Dictionary of National Biography, 1885-1900/Duff, James (1752-1839)
DUFF, Sir JAMES (1752–1839), general, only son of Alexander Duff of Kinstoun, N.B., entered the army as an ensign in the 1st or Grenadier guards on 18 April 1769. He was promoted lieutenant and captain on 26 April 1775, and made adjutant of his battalion in 1777, and on 30 April 1779 he was knighted as proxy for the celebrated diplomatist Sir James Harris, afterwards first earl of Malmesbury, at his installation as a knight of the Bath. He was promoted captain and lieutenant-colonel on 18 July 1780, colonel on 18 Nov. 1790, and major-general on 3 Oct. 1794, and in 1797 received the command of the Limerick district.

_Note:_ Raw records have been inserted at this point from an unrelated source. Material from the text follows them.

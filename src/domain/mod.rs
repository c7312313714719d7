//! Domain models for shelf
//!
//! Contains the manifest model and path normalization without any I/O concerns.

mod manifest;

pub use manifest::{
    clean_path, is_plain_name, is_reserved_name, normalize_link_path, Manifest, NormalizedPath,
    MANIFEST_FILE, MANIFEST_TEMP_FILE,
};
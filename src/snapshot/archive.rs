//! tar.gz snapshots of a shelf
//!
//! The walk is best effort: entries that cannot be read are reported in the
//! summary and left out of the archive.

use std::fs::{self, File, OpenOptions};
use std::io::{self, BufWriter, Write};
use std::path::{Path, PathBuf};

use chrono::{DateTime, TimeZone};
use flate2::write::GzEncoder;
use flate2::Compression;
use serde::Serialize;
use walkdir::WalkDir;

use crate::domain::clean_path;
use crate::error::{Result, ShelfError};

/// An entry left out of an archive
#[derive(Debug, Clone, PartialEq, Eq, Serialize)]
pub struct SkippedEntry {
    pub path: PathBuf,
    pub reason: String,
}

/// Result of [`create_archive`]
#[derive(Debug, Clone, PartialEq, Eq, Serialize)]
pub struct ArchiveSummary {
    /// The written archive
    pub path: PathBuf,
    /// Number of entries in the archive
    pub entries: usize,
    pub skipped: Vec<SkippedEntry>,
}

/// File name for an archive of `shelf` taken at `now`
pub fn archive_file_name<Tz: TimeZone>(shelf: &str, now: &DateTime<Tz>) -> String
where
    Tz::Offset: std::fmt::Display,
{
    format!("{}-{}.tar.gz", shelf, now.format("%Y%m%d-%H%M%S"))
}

/// Writes a gzip-compressed tar of `shelf_dir` to `output`.
///
/// Entry names start with the shelf directory name. Symlinks are stored as
/// symlinks. `output` must not exist yet.
pub fn create_archive(shelf_dir: &Path, output: &Path) -> Result<ArchiveSummary> {
    let output = std::path::absolute(output)
        .map(|p| clean_path(&p))
        .map_err(|e| ShelfError::io(format!("Failed to resolve {}", output.display()), e))?;

    let file = match OpenOptions::new().write(true).create_new(true).open(&output) {
        Ok(file) => file,
        Err(e) if e.kind() == io::ErrorKind::AlreadyExists => {
            return Err(ShelfError::AlreadyExists(format!(
                "Archive already exists: {}",
                output.display()
            )));
        }
        Err(e) => {
            return Err(ShelfError::io(
                format!("Error while creating output file {}", output.display()),
                e,
            ))
        }
    };

    match write_archive(shelf_dir, &output, file) {
        Ok((entries, skipped)) => Ok(ArchiveSummary {
            path: output,
            entries,
            skipped,
        }),
        Err(e) => {
            let _ = fs::remove_file(&output);
            Err(e)
        }
    }
}

fn write_archive(
    shelf_dir: &Path,
    output: &Path,
    file: File,
) -> Result<(usize, Vec<SkippedEntry>)> {
    let write_err = |e: io::Error| {
        ShelfError::io(format!("Error while writing data to {}", output.display()), e)
    };

    let encoder = GzEncoder::new(BufWriter::new(file), Compression::default());
    let mut builder = tar::Builder::new(encoder);
    builder.follow_symlinks(false);

    let base = shelf_dir.parent().unwrap_or(shelf_dir);
    let mut entries = 0;
    let mut skipped = Vec::new();

    for entry in WalkDir::new(shelf_dir).follow_links(false).sort_by_file_name() {
        let entry = match entry {
            Ok(entry) => entry,
            Err(e) => {
                skipped.push(SkippedEntry {
                    path: e.path().map(Path::to_path_buf).unwrap_or_default(),
                    reason: e.to_string(),
                });
                continue;
            }
        };

        let path = entry.path();
        if path == output {
            continue;
        }

        let name = path.strip_prefix(base).unwrap_or(path);
        let appended = if entry.file_type().is_dir() {
            builder.append_dir(name, path)
        } else {
            builder.append_path_with_name(path, name)
        };

        match appended {
            Ok(()) => entries += 1,
            Err(e) => skipped.push(SkippedEntry {
                path: path.to_path_buf(),
                reason: e.to_string(),
            }),
        }
    }

    let encoder = builder.into_inner().map_err(write_err)?;
    let mut writer = encoder.finish().map_err(write_err)?;
    writer.flush().map_err(write_err)?;

    Ok((entries, skipped))
}
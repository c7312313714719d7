//! Output formatting for CLI commands

use serde::Serialize;

/// Output format
#[derive(Debug, Clone, Copy, PartialEq, Eq, Default, clap::ValueEnum)]
pub enum OutputFormat {
    #[default]
    Text,
    Json,
}

/// Output helper for consistent formatting
pub struct Output {
    format: OutputFormat,
    verbose: bool,
}

impl Output {
    pub fn new(format: OutputFormat, verbose: bool) -> Self {
        Self { format, verbose }
    }

    /// Prints a success message
    pub fn success(&self, message: &str) {
        match self.format {
            OutputFormat::Text => println!("{}", message),
            OutputFormat::Json => {
                println!(
                    "{}",
                    serde_json::json!({
                        "success": true,
                        "message": message
                    })
                );
            }
        }
    }

    /// Prints a non-fatal warning to stderr
    pub fn warn(&self, message: &str) {
        match self.format {
            OutputFormat::Text => eprintln!("Warning: {}", message),
            OutputFormat::Json => {
                eprintln!(
                    "{}",
                    serde_json::json!({
                        "warning": message
                    })
                );
            }
        }
    }

    /// Prints structured data
    pub fn data<T: Serialize>(&self, data: &T) {
        match self.format {
            OutputFormat::Text => {
                // Callers normally render text themselves; this is the fallback
                if let Ok(json) = serde_json::to_string_pretty(data) {
                    println!("{}", json);
                }
            }
            OutputFormat::Json => {
                if let Ok(json) = serde_json::to_string(data) {
                    println!("{}", json);
                }
            }
        }
    }

    /// Returns true if using JSON format
    pub fn is_json(&self) -> bool {
        self.format == OutputFormat::Json
    }

    /// Prints a verbose debug message (only when --verbose is set)
    pub fn verbose(&self, message: &str) {
        if self.verbose {
            eprintln!("[verbose] {}", message);
        }
    }

    /// Prints a verbose debug message with context (only when --verbose is set)
    pub fn verbose_ctx(&self, context: &str, message: &str) {
        if self.verbose {
            eprintln!("[verbose:{}] {}", context, message);
        }
    }
}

While there he rendered important services during the insurrection of 1798, and managed to keep his district quiet in spite of the state of affairs elsewhere. He was promoted lieutenant-general on 1 Jan. 1801, and general on 25 Oct. 1809, and at the time of his death, at Funtington, near Chichester, on 5 Dec. 1839, he was senior general in the British army, and was one of the few officers who held a commission for over seventy years. It is noteworthy that he had as aides-de-camp during his Limerick command two famous officers, William Napier [q. v.] and James Dawes Douglas [q. v.] There are numerous allusions to him in the 'Life of Sir William Napier.'
[Royal Military Calendar; Gent. Mag. March 1840; Life of Sir William Napier.]